■ **PROMPT**: Your answer must be the records below, printed exactly.

■ **MATERIAL FOR THIS EXERCISE**:
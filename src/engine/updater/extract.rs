//! Archive Extraction
//!
//! Archives are unpacked in place by the system `unzip` and `tar` tools. The
//! result is checked for entries that resolve outside the extraction
//! directory before anything else looks at it, and is discarded on failure.

use std::fs;
use std::path::{Component, Path, PathBuf};
use std::time::Duration;
use tracing::{debug, warn};
use walkdir::WalkDir;

use super::bundle::BUNDLE_EXTENSION;
use super::error::UpdateError;
use super::process::ExternalCommand;
use super::release::MediaKind;

pub const EXTRACTION_TIMEOUT: Duration = Duration::from_secs(30);

/// Unpacks downloaded archives with external tools
#[derive(Debug, Clone)]
pub struct ArchiveExtractor {
    unzip: PathBuf,
    tar: PathBuf,
    timeout: Duration,
}

impl Default for ArchiveExtractor {
    fn default() -> Self {
        Self {
            unzip: locate_tool("unzip"),
            tar: locate_tool("tar"),
            timeout: EXTRACTION_TIMEOUT,
        }
    }
}

fn locate_tool(name: &str) -> PathBuf {
    let fixed = Path::new("/usr/bin").join(name);
    if fixed.exists() {
        fixed
    } else {
        which::which(name).unwrap_or(fixed)
    }
}

impl ArchiveExtractor {
    pub fn with_tools(unzip: impl Into<PathBuf>, tar: impl Into<PathBuf>) -> Self {
        Self {
            unzip: unzip.into(),
            tar: tar.into(),
            timeout: EXTRACTION_TIMEOUT,
        }
    }

    pub fn with_timeout(mut self, timeout: Duration) -> Self {
        self.timeout = timeout;
        self
    }

    /// Extract `archive` into its own directory and return the first
    /// application bundle found there, if any.
    pub async fn extract(&self, archive: &Path, kind: MediaKind) -> Result<Option<PathBuf>, UpdateError> {
        let dir = archive
            .parent()
            .ok_or_else(|| UpdateError::UnzipFailed("archive has no parent directory".into()))?;

        let command = match kind {
            MediaKind::Zip => ExternalCommand::new(&self.unzip).arg("-q").arg(archive),
            MediaKind::Tar => ExternalCommand::new(&self.tar).arg("xf").arg(archive),
            MediaKind::Unknown => {
                return Err(UpdateError::UnzipFailed(format!(
                    "unsupported archive type: {}",
                    archive.display()
                )))
            }
        };

        debug!("Extracting {} into {}", archive.display(), dir.display());
        if let Err(e) = command.current_dir(dir).timeout(self.timeout).run().await {
            discard_extracted(dir, archive);
            return Err(e.into());
        }

        if let Err(e) = validate_extracted_contents(dir) {
            discard_extracted(dir, archive);
            return Err(e);
        }

        find_app_bundle(dir)
    }
}

/// Reject any entry under `dir` that resolves outside of it, following
/// symlinks and resolving dangling ones lexically.
pub fn validate_extracted_contents(dir: &Path) -> Result<(), UpdateError> {
    let base = dir.canonicalize()?;

    for entry in WalkDir::new(&base).min_depth(1).follow_links(false) {
        let entry = entry.map_err(|e| UpdateError::UnzipFailed(e.to_string()))?;
        let resolved = resolve_entry(entry.path())?;
        if !resolved.starts_with(&base) {
            warn!(
                "Rejecting archive entry {} -> {}",
                entry.path().display(),
                resolved.display()
            );
            return Err(UpdateError::PathTraversalDetected(entry.path().to_path_buf()));
        }
    }
    Ok(())
}

fn resolve_entry(path: &Path) -> Result<PathBuf, UpdateError> {
    if let Ok(resolved) = path.canonicalize() {
        return Ok(resolved);
    }

    // Dangling symlink
    let target = fs::read_link(path)?;
    let joined = if target.is_absolute() {
        target
    } else {
        path.parent().unwrap_or(Path::new("/")).join(target)
    };
    Ok(normalize_lexically(&joined))
}

fn normalize_lexically(path: &Path) -> PathBuf {
    let mut out = PathBuf::new();
    for component in path.components() {
        match component {
            Component::ParentDir => {
                out.pop();
            }
            Component::CurDir => {}
            other => out.push(other.as_os_str()),
        }
    }
    out
}

/// First real `.app` directory directly under `dir`, by name order
pub fn find_app_bundle(dir: &Path) -> Result<Option<PathBuf>, UpdateError> {
    let mut entries = fs::read_dir(dir)?
        .filter_map(|e| e.ok())
        .map(|e| e.path())
        .collect::<Vec<_>>();
    entries.sort();

    Ok(entries.into_iter().find(|path| {
        path.extension().is_some_and(|e| e == BUNDLE_EXTENSION)
            && fs::symlink_metadata(path).is_ok_and(|m| m.is_dir())
    }))
}

/// Remove everything under `dir` except the archive itself
fn discard_extracted(dir: &Path, archive: &Path) {
    let Ok(entries) = fs::read_dir(dir) else {
        return;
    };
    for entry in entries.filter_map(|e| e.ok()) {
        let path = entry.path();
        if path == archive {
            continue;
        }
        let removed = match entry.file_type() {
            Ok(t) if t.is_dir() => fs::remove_dir_all(&path),
            _ => fs::remove_file(&path),
        };
        if let Err(e) = removed {
            warn!("Failed to discard {}: {}", path.display(), e);
        }
    }
}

■ **RESPONSE AREA**:
filename src/engine/updater/extract.rs
//! Archive Extraction
//!
//! Archives are unpacked in place by the system `unzip` and `tar` tools. The
//! result is checked for entries that resolve outside the extraction
//! directory before anything else looks at it, and is discarded on failure.

use std::fs;
use std::path::{Component, Path, PathBuf};
use std::time::Duration;
use tracing::{debug, warn};
use walkdir::WalkDir;

use super::bundle::BUNDLE_EXTENSION;
use super::error::UpdateError;
use super::process::ExternalCommand;
use super::release::MediaKind;

pub const EXTRACTION_TIMEOUT: Duration = Duration::from_secs(30);

/// Unpacks downloaded archives with external tools
#[derive(Debug, Clone)]
pub struct ArchiveExtractor {
    unzip: PathBuf,
    tar: PathBuf,
    timeout: Duration,
}

impl Default for ArchiveExtractor {
    fn default() -> Self {
        Self {
            unzip: locate_tool("unzip"),
            tar: locate_tool("tar"),
            timeout: EXTRACTION_TIMEOUT,
        }
    }
}

fn locate_tool(name: &str) -> PathBuf {
    let fixed = Path::new("/usr/bin").join(name);
    if fixed.exists() {
        fixed
    } else {
        which::which(name).unwrap_or(fixed)
    }
}

impl ArchiveExtractor {
    pub fn with_tools(unzip: impl Into<PathBuf>, tar: impl Into<PathBuf>) -> Self {
        Self {
            unzip: unzip.into(),
            tar: tar.into(),
            timeout: EXTRACTION_TIMEOUT,
        }
    }

    pub fn with_timeout(mut self, timeout: Duration) -> Self {
        self.timeout = timeout;
        self
    }

    /// Extract `archive` into its own directory and return the first
    /// application bundle found there, if any.
    pub async fn extract(&self, archive: &Path, kind: MediaKind) -> Result<Option<PathBuf>, UpdateError> {
        let dir = archive
            .parent()
            .ok_or_else(|| UpdateError::UnzipFailed("archive has no parent directory".into()))?;

        let command = match kind {
            MediaKind::Zip => ExternalCommand::new(&self.unzip).arg("-q").arg(archive),
            MediaKind::Tar => ExternalCommand::new(&self.tar).arg("xf").arg(archive),
            MediaKind::Unknown => {
                return Err(UpdateError::UnzipFailed(format!(
                    "unsupported archive type: {}",
                    archive.display()
                )))
            }
        };

        debug!("Extracting {} into {}", archive.display(), dir.display());
        if let Err(e) = command.current_dir(dir).timeout(self.timeout).run().await {
            discard_extracted(dir, archive);
            return Err(e.into());
        }

        if let Err(e) = validate_extracted_contents(dir) {
            discard_extracted(dir, archive);
            return Err(e);
        }

        find_app_bundle(dir)
    }
}

/// Reject any entry under `dir` that resolves outside of it, following
/// symlinks and resolving dangling ones lexically.
pub fn validate_extracted_contents(dir: &Path) -> Result<(), UpdateError> {
    let base = dir.canonicalize()?;

    for entry in WalkDir::new(&base).min_depth(1).follow_links(false) {
        let entry = entry.map_err(|e| UpdateError::UnzipFailed(e.to_string()))?;
        let resolved = resolve_entry(entry.path())?;
        if !resolved.starts_with(&base) {
            warn!(
                "Rejecting archive entry {} -> {}",
                entry.path().display(),
                resolved.display()
            );
            return Err(UpdateError::PathTraversalDetected(entry.path().to_path_buf()));
        }
    }
    Ok(())
}

fn resolve_entry(path: &Path) -> Result<PathBuf, UpdateError> {
    if let Ok(resolved) = path.canonicalize() {
        return Ok(resolved);
    }

    // Dangling symlink
    let target = fs::read_link(path)?;
    let joined = if target.is_absolute() {
        target
    } else {
        path.parent().unwrap_or(Path::new("/")).join(target)
    };
    Ok(normalize_lexically(&joined))
}

fn normalize_lexically(path: &Path) -> PathBuf {
    let mut out = PathBuf::new();
    for component in path.components() {
        match component {
            Component::ParentDir => {
                out.pop();
            }
            Component::CurDir => {}
            other => out.push(other.as_os_str()),
        }
    }
    out
}

/// First real `.app` directory directly under `dir`, by name order
pub fn find_app_bundle(dir: &Path) -> Result<Option<PathBuf>, UpdateError> {
    let mut entries = fs::read_dir(dir)?
        .filter_map(|e| e.ok())
        .map(|e| e.path())
        .collect::<Vec<_>>();
    entries.sort();

    Ok(entries.into_iter().find(|path| {
        path.extension().is_some_and(|e| e == BUNDLE_EXTENSION)
            && fs::symlink_metadata(path).is_ok_and(|m| m.is_dir())
    }))
}

/// Remove everything under `dir` except the archive itself
fn discard_extracted(dir: &Path, archive: &Path) {
    let Ok(entries) = fs::read_dir(dir) else {
        return;
    };
    for entry in entries.filter_map(|e| e.ok()) {
        let path = entry.path();
        if path == archive {
            continue;
        }
        let removed = match entry.file_type() {
            Ok(t) if t.is_dir() => fs::remove_dir_all(&path),
            _ => fs::remove_file(&path),
        };
        if let Err(e) = removed {
            warn!("Failed to discard {}: {}", path.display(), e);
        }
    }
}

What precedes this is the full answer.